Court again refuses to seize president's `secret' documents

By Rich Chang  /  STAFF REPORTER

The Taipei District Court yesterday declined a second request by prosecutors to seize documents allegedly relating to the president's secret diplomatic projects from the Presidential Office.

The prosecutors' first request for the documents -- which they hope to use as evidence in the "state affairs fund" case in which the first lady is a defendant -- was refused last Friday.

President Chen Shui-bian's (陳水扁) wife, Wu Shu-jen (吳淑珍), and three former Presidential Office aides -- deputy secretary-general Ma Yung-cheng (馬永成), secretariat director Lin Te-hsun (林德訓) and treasurer Chen Cheng-hui (陳鎮慧) -- were indicted on charges of corruption for allegedly embezzling NT$14.8 million (US$449,600) from the "state affairs fund," a special allowance fund designed to be used by the president for emergencies.

"Now that the Presidential Office has refused to produce certain documents relating to the the six diplomatic projects, officers of the court should go to the Presidential Office and seize them," Prosecutor Lin Ta (林達) told the court.

Lin said prosecutors had not requested that the Presidential Office submit documents detailing the contents of the six diplomatic projects, but merely a list of the secret diplomatic projects from July 2002 to December last year, as well as documents that showed how the diplomatic projects had been approved and then placed under the protection of the Classified National Security Information Protection Act (國家機密保護法).

Three lots of documents had been sealed by Prosecutor Eric Chen (陳瑞仁) once he completed his investigation in case they contained secret diplomatic information, Lin added.

"If we do not swiftly clarify whether these documents are confidential or not and whether prosecutors, defense attorneys and presiding judges can read them or not, we will not get anywhere," Lin said.

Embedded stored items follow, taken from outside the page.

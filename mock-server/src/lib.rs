//! In-memory stand-in for the Ohmyfin API.
//!
//! Serves the four POST endpoints the client talks to, checks the `KEY`
//! header, and keeps reported payment statuses in a map so `change` followed
//! by `track` behaves like the real service.

use std::{collections::HashMap, sync::Arc};

use axum::{
    extract::State,
    http::{HeaderMap, StatusCode},
    routing::post,
    Json, Router,
};
use serde::{Deserialize, Serialize};
use serde_json::{json, Map, Value};
use tokio::{net::TcpListener, sync::RwLock};
use tracing::info;
use uuid::Uuid;

pub const DEFAULT_API_KEY: &str = "test-key";

/// One bank's report in a payment's chain of custody.
#[derive(Clone, Debug, Serialize)]
struct BankStatus {
    role: String,
    status: String,
    date: String,
    #[serde(skip_serializing_if = "Option::is_none")]
    swift: Option<String>,
    #[serde(rename = "nextName", skip_serializing_if = "Option::is_none")]
    next_name: Option<String>,
    #[serde(rename = "nextSwift", skip_serializing_if = "Option::is_none")]
    next_swift: Option<String>,
    #[serde(skip_serializing_if = "Option::is_none")]
    message: Option<String>,
    #[serde(skip_serializing_if = "Option::is_none")]
    details: Option<String>,
}

#[derive(Clone, Debug, Default)]
struct TrackedPayment {
    status: String,
    lastupdate: String,
    details: Vec<BankStatus>,
}

/// Payments keyed by lower-cased UETR or by reference.
type Db = Arc<RwLock<HashMap<String, TrackedPayment>>>;

#[derive(Clone)]
struct AppState {
    api_key: Arc<str>,
    db: Db,
}

#[derive(Deserialize)]
struct TrackBody {
    uetr: Option<String>,
    #[serde(rename = "ref")]
    reference: Option<String>,
}

#[derive(Deserialize)]
struct ChangeBody {
    date: Option<String>,
    status: Option<String>,
    role: Option<String>,
    uetr: Option<String>,
    #[serde(rename = "ref")]
    reference: Option<String>,
    swift: Option<String>,
    #[serde(rename = "nextName")]
    next_name: Option<String>,
    #[serde(rename = "nextSwift")]
    next_swift: Option<String>,
    message: Option<String>,
    details: Option<String>,
}

#[derive(Deserialize)]
struct ValidateBody {
    beneficiary_bic: Option<String>,
    currency: Option<String>,
    correspondent_bic: Option<String>,
    beneficiary_iban: Option<String>,
}

#[derive(Deserialize)]
struct SsiBody {
    swift: Option<String>,
    currency: Option<String>,
}

type Rejection = (StatusCode, Json<Value>);
type ApiResult = Result<Json<Value>, Rejection>;

pub fn app(api_key: &str) -> Router {
    let state = AppState {
        api_key: Arc::from(api_key),
        db: Db::default(),
    };
    Router::new()
        .route("/api/track", post(track))
        .route("/api/change", post(change))
        .route("/api/validate", post(validate))
        .route("/api/getssi", post(get_ssi))
        .with_state(state)
}

pub async fn run(listener: TcpListener, api_key: &str) -> Result<(), std::io::Error> {
    axum::serve(listener, app(api_key)).await
}

async fn track(State(state): State<AppState>, headers: HeaderMap, Json(body): Json<TrackBody>) -> ApiResult {
    authorize(&headers, &state)?;
    let key = payment_key(body.uetr.as_deref(), body.reference.as_deref())?;
    let db = state.db.read().await;
    let payment = db
        .get(&key)
        .ok_or_else(|| reject(StatusCode::NOT_FOUND, "Transaction not found"))?;
    Ok(Json(json!({
        "status": payment.status,
        "lastupdate": payment.lastupdate,
        "details": payment.details,
        "limits": limits(),
    })))
}

async fn change(State(state): State<AppState>, headers: HeaderMap, Json(body): Json<ChangeBody>) -> ApiResult {
    authorize(&headers, &state)?;
    let mut missing = Map::new();
    for (field, value) in [("status", &body.status), ("role", &body.role), ("date", &body.date)] {
        if blank(value.as_deref()) {
            missing.insert(field.to_string(), json!([format!("The {field} field is required.")]));
        }
    }
    if !missing.is_empty() {
        return Err(invalid(missing));
    }
    let key = payment_key(body.uetr.as_deref(), body.reference.as_deref())?;
    let ChangeBody {
        date,
        status,
        role,
        swift,
        next_name,
        next_swift,
        message,
        details,
        ..
    } = body;
    let (date, status, role) = (date.unwrap_or_default(), status.unwrap_or_default(), role.unwrap_or_default());

    let mut db = state.db.write().await;
    let payment = db.entry(key.clone()).or_default();
    payment.status = status.clone();
    payment.lastupdate = date.clone();
    payment.details.push(BankStatus {
        role,
        status,
        date,
        swift,
        next_name,
        next_swift,
        message,
        details,
    });
    info!(payment = %key, status = %payment.status, hops = payment.details.len(), "status updated");
    Ok(Json(json!({"message": "Status updated"})))
}

async fn validate(State(state): State<AppState>, headers: HeaderMap, Json(body): Json<ValidateBody>) -> ApiResult {
    authorize(&headers, &state)?;
    let (bic, currency) = required_pair("beneficiary_bic", body.beneficiary_bic, body.currency)?;

    let mut result = Map::new();
    result.insert("beneficiary_bic".to_string(), verdict(is_bic(&bic)));
    if let Some(iban) = body.beneficiary_iban.filter(|s| !s.is_empty()) {
        result.insert("beneficiary_iban".to_string(), verdict(is_iban(&iban)));
    }
    if let Some(corr) = body.correspondent_bic.filter(|s| !s.is_empty()) {
        result.insert("correspondent_bic".to_string(), verdict(is_bic(&corr)));
    }
    result.insert("avg_business_days".to_string(), json!(2));
    result.insert("available_correspondents".to_string(), correspondents(&currency));
    Ok(Json(Value::Object(result)))
}

async fn get_ssi(State(state): State<AppState>, headers: HeaderMap, Json(body): Json<SsiBody>) -> ApiResult {
    authorize(&headers, &state)?;
    let (swift, currency) = required_pair("swift", body.swift, body.currency)?;
    if !is_bic(&swift) {
        let mut errors = Map::new();
        errors.insert("swift".to_string(), json!(["bad format"]));
        return Err(rejection(StatusCode::UNPROCESSABLE_ENTITY, "invalid swift", errors));
    }
    Ok(Json(json!({
        "correspondents": correspondents(&currency),
        "currencies": ["USD", "EUR", "GBP"],
        "limits": limits(),
    })))
}

fn authorize(headers: &HeaderMap, state: &AppState) -> Result<(), Rejection> {
    match headers.get("key").and_then(|v| v.to_str().ok()) {
        Some(key) if key == &*state.api_key => Ok(()),
        _ => Err(reject(StatusCode::UNAUTHORIZED, "Unauthenticated.")),
    }
}

/// UETRs must be UUIDs; references are taken verbatim.
fn payment_key(uetr: Option<&str>, reference: Option<&str>) -> Result<String, Rejection> {
    if let Some(uetr) = uetr.filter(|s| !s.is_empty()) {
        return match Uuid::parse_str(uetr) {
            Ok(id) => Ok(id.to_string()),
            Err(_) => {
                let mut errors = Map::new();
                errors.insert("uetr".to_string(), json!(["bad format"]));
                Err(rejection(StatusCode::UNPROCESSABLE_ENTITY, "invalid uetr", errors))
            }
        };
    }
    if let Some(reference) = reference.filter(|s| !s.is_empty()) {
        return Ok(reference.to_string());
    }
    let mut errors = Map::new();
    errors.insert(
        "uetr".to_string(),
        json!(["The uetr field is required when ref is not present."]),
    );
    Err(invalid(errors))
}

fn required_pair(
    first_name: &str,
    first: Option<String>,
    currency: Option<String>,
) -> Result<(String, String), Rejection> {
    match (first.filter(|s| !s.is_empty()), currency.filter(|s| !s.is_empty())) {
        (Some(a), Some(b)) => Ok((a, b.to_uppercase())),
        (a, b) => {
            let mut errors = Map::new();
            if a.is_none() {
                errors.insert(first_name.to_string(), json!([format!("The {first_name} field is required.")]));
            }
            if b.is_none() {
                errors.insert("currency".to_string(), json!(["The currency field is required."]));
            }
            Err(invalid(errors))
        }
    }
}

fn blank(value: Option<&str>) -> bool {
    value.map_or(true, str::is_empty)
}

fn is_bic(code: &str) -> bool {
    matches!(code.len(), 8 | 11) && code.chars().all(|c| c.is_ascii_alphanumeric())
}

fn is_iban(iban: &str) -> bool {
    let compact: String = iban.chars().filter(|c| !c.is_whitespace()).collect();
    let bytes = compact.as_bytes();
    (15..=34).contains(&bytes.len())
        && bytes[..2].iter().all(u8::is_ascii_uppercase)
        && bytes[2..4].iter().all(u8::is_ascii_digit)
        && bytes[4..].iter().all(u8::is_ascii_alphanumeric)
}

fn verdict(ok: bool) -> Value {
    json!(if ok { "valid" } else { "invalid" })
}

fn correspondents(currency: &str) -> Value {
    match currency {
        "USD" => json!([
            {"bank": "JPMorgan Chase Bank", "swift": "CHASUS33"},
            {"bank": "Citibank", "swift": "CITIUS33"},
        ]),
        "EUR" => json!([{"bank": "Deutsche Bank", "swift": "DEUTDEFF"}]),
        "GBP" => json!([{"bank": "Barclays Bank", "swift": "BARCGB22"}]),
        _ => json!([]),
    }
}

fn limits() -> Value {
    json!({"limit": 100, "left": 99})
}

fn reject(status: StatusCode, message: &str) -> Rejection {
    (status, Json(json!({"message": message})))
}

fn rejection(status: StatusCode, message: &str, errors: Map<String, Value>) -> Rejection {
    (status, Json(json!({"message": message, "errors": errors})))
}

fn invalid(errors: Map<String, Value>) -> Rejection {
    rejection(StatusCode::UNPROCESSABLE_ENTITY, "The given data was invalid.", errors)
}
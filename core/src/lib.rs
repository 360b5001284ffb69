//! Blocking client for the Ohmyfin API: SWIFT payment tracking, status
//! reporting, routing validation and settlement instructions.
//!
//! # Overview
//! Each operation validates its options locally, builds a JSON request,
//! performs one HTTP round-trip through a `Transport`, and returns the
//! service's JSON object unchanged or a structured `Error`.
//!
//! # Design
//! - `OhmyfinClient` holds only immutable configuration and a transport, so
//!   it can be shared across threads.
//! - Operations are split into `build_*` (produces an `HttpRequest`) and
//!   `parse_response` (consumes an `HttpResponse`), keeping the I/O boundary
//!   explicit; the executing methods compose the two around `Transport`.
//! - Response bodies are opaque `Payload` maps; the service owns their shape.

pub mod client;
pub mod error;
pub mod http;
pub mod transport;
pub mod types;

pub use client::{ClientConfig, OhmyfinClient, DEFAULT_BASE_URL, DEFAULT_TIMEOUT, USER_AGENT};
pub use error::{Error, FieldErrors, Result, TransportError, TransportErrorKind};
pub use http::{HttpMethod, HttpRequest, HttpResponse};
pub use transport::{Transport, UreqTransport};
pub use types::{Amount, ChangeRequest, Payload, SsiRequest, TrackRequest, ValidateRequest};
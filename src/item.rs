use crate::itemizer::Itemizer;

/// An interned item token. Ids are handed out by the `Itemizer` in canonical
/// token order, so ordering `Item`s orders their tokens. Id 0 is the "no item"
/// sentinel carried by FP-tree roots.
#[derive(Copy, Clone, Hash, PartialOrd, PartialEq, Eq, Ord, Debug)]
pub struct Item {
    id: u32,
}

impl Item {
    pub fn null() -> Item {
        Item { id: 0 }
    }
    pub fn with_id(id: u32) -> Item {
        Item { id }
    }
    pub fn id(&self) -> u32 {
        self.id
    }
    pub fn as_index(&self) -> usize {
        self.id as usize
    }
    pub fn is_null(&self) -> bool {
        self.id == 0
    }
    pub fn item_vec_to_string(items: &[Item], itemizer: &Itemizer) -> String {
        let a: Vec<&str> = items.iter().map(|&id| itemizer.str_of(id)).collect();
        a.join(" ")
    }
    pub fn ids(items: &[Item]) -> Vec<u32> {
        items.iter().map(Item::id).collect()
    }
}
use crate::error::Result;
use crate::frequent_itemsets::FrequentItemsets;
use crate::generate_rules::RuleTable;
use crate::itemizer::Itemizer;
use std::io::Write;
use std::path::Path;

/// Writes one `itemset,support` record per frequent itemset, smallest
/// itemsets first and in canonical order within a size.
pub fn write_itemsets<W: Write>(writer: W, itemsets: &FrequentItemsets, itemizer: &Itemizer) -> Result<()> {
    let mut wtr = csv::Writer::from_writer(writer);
    wtr.write_record(&["Itemset", "Support"])?;
    for k in 1..=itemsets.max_size() {
        for (itemset, support) in itemsets.sorted_level(k) {
            wtr.write_record(&[itemset.to_string(itemizer), support.to_string()])?;
        }
    }
    wtr.flush()?;
    Ok(())
}

/// Writes one `antecedent,consequent,confidence,lift,support` record per
/// rule, measures to two decimal places.
pub fn write_rules<W: Write>(writer: W, rules: &RuleTable, itemizer: &Itemizer) -> Result<()> {
    let mut wtr = csv::Writer::from_writer(writer);
    wtr.write_record(&["Antecedent", "Consequent", "Confidence", "Lift", "Support"])?;
    for rule in rules.iter() {
        wtr.write_record(&[
            rule.antecedent.to_string(itemizer),
            rule.consequent.to_string(itemizer),
            format!("{:.2}", rule.confidence()),
            format!("{:.2}", rule.lift()),
            format!("{:.2}", rule.support()),
        ])?;
    }
    wtr.flush()?;
    Ok(())
}

pub fn write_itemsets_to_path<P: AsRef<Path>>(path: P, itemsets: &FrequentItemsets, itemizer: &Itemizer) -> Result<()> {
    write_itemsets(std::fs::File::create(path)?, itemsets, itemizer)
}

pub fn write_rules_to_path<P: AsRef<Path>>(path: P, rules: &RuleTable, itemizer: &Itemizer) -> Result<()> {
    write_rules(std::fs::File::create(path)?, rules, itemizer)
}

#[cfg(test)]
mod tests {
    use super::{write_itemsets, write_rules, write_rules_to_path};
    use crate::apriori::find_frequent_itemsets;
    use crate::dataset::Dataset;
    use crate::generate_rules::generate_rules;

    fn example() -> Dataset {
        Dataset::from_transactions(vec![
            vec!["A", "C", "D"],
            vec!["B", "C", "E"],
            vec!["A", "B", "C", "E"],
            vec!["B", "E"],
        ])
        .unwrap()
    }

    #[test]
    fn test_write_itemsets() {
        let dataset = example();
        let itemsets = find_frequent_itemsets(&dataset, 0.5).unwrap();
        let mut out: Vec<u8> = vec![];
        write_itemsets(&mut out, &itemsets, dataset.itemizer()).unwrap();
        let text = String::from_utf8(out).unwrap();
        let lines: Vec<&str> = text.lines().collect();
        assert_eq!(
            lines,
            vec![
                "Itemset,Support",
                "A,2",
                "B,3",
                "C,3",
                "E,3",
                "A C,2",
                "B C,2",
                "B E,3",
                "C E,2",
                "B C E,2",
            ]
        );
    }

    #[test]
    fn test_write_rules() {
        let dataset = example();
        let itemsets = find_frequent_itemsets(&dataset, 0.5).unwrap();
        let rules = generate_rules(&itemsets, 0.8, None).unwrap();
        let mut out: Vec<u8> = vec![];
        write_rules(&mut out, &rules, dataset.itemizer()).unwrap();
        let text = String::from_utf8(out).unwrap();
        let lines: Vec<&str> = text.lines().collect();
        assert_eq!(lines[0], "Antecedent,Consequent,Confidence,Lift,Support");
        assert!(lines.contains(&"B,E,1.00,1.33,0.75"));
        assert!(lines.contains(&"B C,E,1.00,1.33,0.50"));
        assert_eq!(lines.len(), 6);
    }

    #[test]
    fn test_write_rules_to_path() {
        let dataset = example();
        let itemsets = find_frequent_itemsets(&dataset, 0.5).unwrap();
        let rules = generate_rules(&itemsets, 0.8, None).unwrap();
        let dir = tempfile::tempdir().unwrap();
        let path = dir.path().join("rules.csv");
        write_rules_to_path(&path, &rules, dataset.itemizer()).unwrap();
        let text = std::fs::read_to_string(&path).unwrap();
        assert!(text.starts_with("Antecedent,Consequent"));
    }
}
// Copyright 2018 Chris Pearce
//
// Licensed under the Apache License, Version 2.0 (the "License");
// you may not use this file except in compliance with the License.
// You may obtain a copy of the License at
//
//   http://www.apache.org/licenses/LICENSE-2.0
//
// Unless required by applicable law or agreed to in writing, software
// distributed under the License is distributed on an "AS IS" BASIS,
// WITHOUT WARRANTIES OR CONDITIONS OF ANY KIND, either express or implied.
// See the License for the specific language governing permissions and
// limitations under the License.

use std::env;
use std::io;
use std::process;

use argparse::{ArgumentParser, Store, StoreOption};

use crate::error::Result;
use crate::miner::{Algorithm, MinerOptions};
use crate::support::{validate_lift, validate_ratio};

pub struct Arguments {
    pub input_file_path: String,
    pub output_itemsets_path: String,
    pub output_rules_path: String,
    pub min_support: f64,
    pub min_confidence: f64,
    pub min_lift: Option<f64>,
    pub algorithm: Algorithm,
    pub max_itemset_size: Option<usize>,
}

impl Arguments {
    pub fn miner_options(&self) -> MinerOptions {
        let options = MinerOptions::new(self.min_support);
        match self.max_itemset_size {
            Some(max_itemset_size) => options.with_max_itemset_size(max_itemset_size),
            None => options,
        }
    }

    /// Range checks that argparse can't express.
    pub fn validate(&self) -> Result<()> {
        self.miner_options().validate()?;
        validate_ratio("minimum confidence", self.min_confidence)?;
        if let Some(min_lift) = self.min_lift {
            validate_lift(min_lift)?;
        }
        Ok(())
    }
}

pub fn parse_args_or_exit() -> Arguments {
    let mut input_file_path = String::new();
    let mut output_itemsets_path = String::from("itemsets.csv");
    let mut output_rules_path = String::from("rules.csv");
    let mut min_support: f64 = 0.0;
    let mut min_confidence: f64 = 0.0;
    let mut min_lift: Option<f64> = None;
    let mut algorithm = String::from("fpgrowth");
    let mut max_itemset_size: Option<usize> = None;

    {
        let mut parser = ArgumentParser::new();
        parser.set_description("Frequent itemset and association rule mining with Apriori or FPGrowth.");

        parser
            .refer(&mut input_file_path)
            .add_option(
                &["--input"],
                Store,
                "Input dataset in CSV format, one transaction per line.",
            )
            .metavar("file_path")
            .required();

        parser
            .refer(&mut output_itemsets_path)
            .add_option(
                &["--output-itemsets"],
                Store,
                "File path in which to store frequent itemsets. \
                 Format: itemset, support count.",
            )
            .metavar("file_path");

        parser
            .refer(&mut output_rules_path)
            .add_option(
                &["--output-rules"],
                Store,
                "File path in which to store output rules. \
                 Format: antecedent, consequent, confidence, lift, support.",
            )
            .metavar("file_path");

        parser
            .refer(&mut min_support)
            .add_option(
                &["--min-support"],
                Store,
                "Minimum itemset support threshold, in range (0,1].",
            )
            .metavar("threshold")
            .required();

        parser
            .refer(&mut min_confidence)
            .add_option(
                &["--min-confidence"],
                Store,
                "Minimum rule confidence threshold, in range (0,1].",
            )
            .metavar("threshold")
            .required();

        parser
            .refer(&mut min_lift)
            .add_option(
                &["--min-lift"],
                StoreOption,
                "Minimum rule lift threshold, in range (0,∞].",
            )
            .metavar("threshold");

        parser
            .refer(&mut algorithm)
            .add_option(
                &["--algorithm"],
                Store,
                "Frequent itemset miner: apriori, fpgrowth (default), \
                 or both to run the two and check they agree.",
            )
            .metavar("name");

        parser
            .refer(&mut max_itemset_size)
            .add_option(
                &["--max-itemset-size"],
                StoreOption,
                "Don't mine itemsets larger than this.",
            )
            .metavar("size");

        if env::args().count() == 1 {
            let _ = parser.print_help("Usage:", &mut io::stderr());
            process::exit(1);
        }

        if let Err(err) = parser.parse_args() {
            process::exit(err);
        }
    }

    let algorithm = match algorithm.parse::<Algorithm>() {
        Ok(algorithm) => algorithm,
        Err(err) => {
            eprintln!("{}", err);
            process::exit(1);
        }
    };

    let args = Arguments {
        input_file_path,
        output_itemsets_path,
        output_rules_path,
        min_support,
        min_confidence,
        min_lift,
        algorithm,
        max_itemset_size,
    };

    if let Err(err) = args.validate() {
        eprintln!("{}", err);
        process::exit(1);
    }

    args
}

#[cfg(test)]
mod tests {
    use super::Arguments;
    use crate::error::MiningError;
    use crate::miner::Algorithm;

    fn arguments() -> Arguments {
        Arguments {
            input_file_path: "in.csv".to_owned(),
            output_itemsets_path: "itemsets.csv".to_owned(),
            output_rules_path: "rules.csv".to_owned(),
            min_support: 0.5,
            min_confidence: 0.8,
            min_lift: None,
            algorithm: Algorithm::FPGrowth,
            max_itemset_size: None,
        }
    }

    #[test]
    fn test_validate() {
        assert!(arguments().validate().is_ok());

        let mut args = arguments();
        args.min_lift = Some(1.5);
        assert!(args.validate().is_ok());

        let mut args = arguments();
        args.min_support = 0.0;
        assert!(args.validate().is_err());

        let mut args = arguments();
        args.min_confidence = 1.5;
        match args.validate() {
            Err(MiningError::InvalidThreshold { name, value, .. }) => {
                assert_eq!(name, "minimum confidence");
                assert_eq!(value, 1.5);
            }
            other => panic!("unexpected {:?}", other),
        }

        let mut args = arguments();
        args.min_lift = Some(0.0);
        assert!(args.validate().is_err());

        let mut args = arguments();
        args.max_itemset_size = Some(0);
        assert!(args.validate().is_err());
    }

    #[test]
    fn test_miner_options() {
        let mut args = arguments();
        args.max_itemset_size = Some(3);
        let options = args.miner_options();
        assert_eq!(options.min_support, 0.5);
        assert_eq!(options.max_itemset_size, Some(3));
        assert_eq!(arguments().miner_options().max_itemset_size, None);
    }
}
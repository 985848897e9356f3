use thiserror::Error;

/// Convenience result type used across the miners and the rule generator.
pub type Result<T> = std::result::Result<T, MiningError>;

/// Every failure the miner can hit. None of these are recoverable: the
/// binary logs the error and exits non-zero.
#[derive(Debug, Error)]
pub enum MiningError {
    #[error("io error: {0}")]
    Io(#[from] std::io::Error),

    #[error("csv error: {0}")]
    Csv(#[from] csv::Error),

    /// A transaction contained something that isn't a usable item token.
    #[error("invalid item in transaction {transaction}: {reason}")]
    InvalidItem { transaction: usize, reason: String },

    #[error("{name} must be in range {range}, got {value}")]
    InvalidThreshold {
        name: &'static str,
        range: &'static str,
        value: f64,
    },

    /// An itemset failed its canonical-form post-condition: wrong length,
    /// a repeated item, or items out of order.
    #[error("itemset {items:?} is not canonical: expected {expected} distinct sorted items")]
    Canonicalization { items: Vec<u32>, expected: usize },

    #[error("itemset {items:?} was produced more than once")]
    DuplicateItemset { items: Vec<u32> },

    #[error("itemset {items:?} of size {len} inserted at level {level}")]
    LevelMismatch {
        items: Vec<u32>,
        len: usize,
        level: usize,
    },

    /// A subset of a frequent itemset was missing from the table.
    #[error("no support recorded for itemset {items:?}")]
    MissingSupport { items: Vec<u32> },

    #[error("itemset {items:?} has zero support, cannot compute confidence")]
    ZeroSupport { items: Vec<u32> },

    /// The two engines disagreed on the same dataset and thresholds.
    #[error("apriori found {apriori} frequent itemsets but fpgrowth found {fpgrowth}, or their supports differ")]
    EngineMismatch { apriori: usize, fpgrowth: usize },
}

Defense attorneys agreed that the court should clarify whether the three lots of documents were confidential or not. Attorney Richard Lee (李勝琛) said the court should be very cautious because opening the documents might violate the law.

Presiding Judge Tsai Shou-hsun (蔡守訓) said the court would send a second letter asking the Presidential Office to hand over the documents.

The court sent a similar letter last Friday, but the Presidential Office replied on Wednesday that it was a matter for the president himself to decide.

Wu was absent from yesterday's hearing. She has been at National Taiwan University Hospital since falling ill during the court's first hearing on Dec. 15.

Prosecutor Chang Hsi-huai (張熙懷) also did not attend yesterday's hearing. Chang, who has come under fire from Democratic Progressive Party legislators over his alleged pro-China sentiment, reportedly broke down on Tuesday night and the prosecutors' office told him to take a rest.

The Taipei District Prosecutors' Office said that the accusations have left him depressed.

"More than 800 prosecutors nationwide signed a petition to show their support for Chang and their indignation at the baseless attack on him," Prosecutor Lin said during the hearing.

"Chang is sick and he needs a rest, but the really sick people are those who attacked him," Lin said.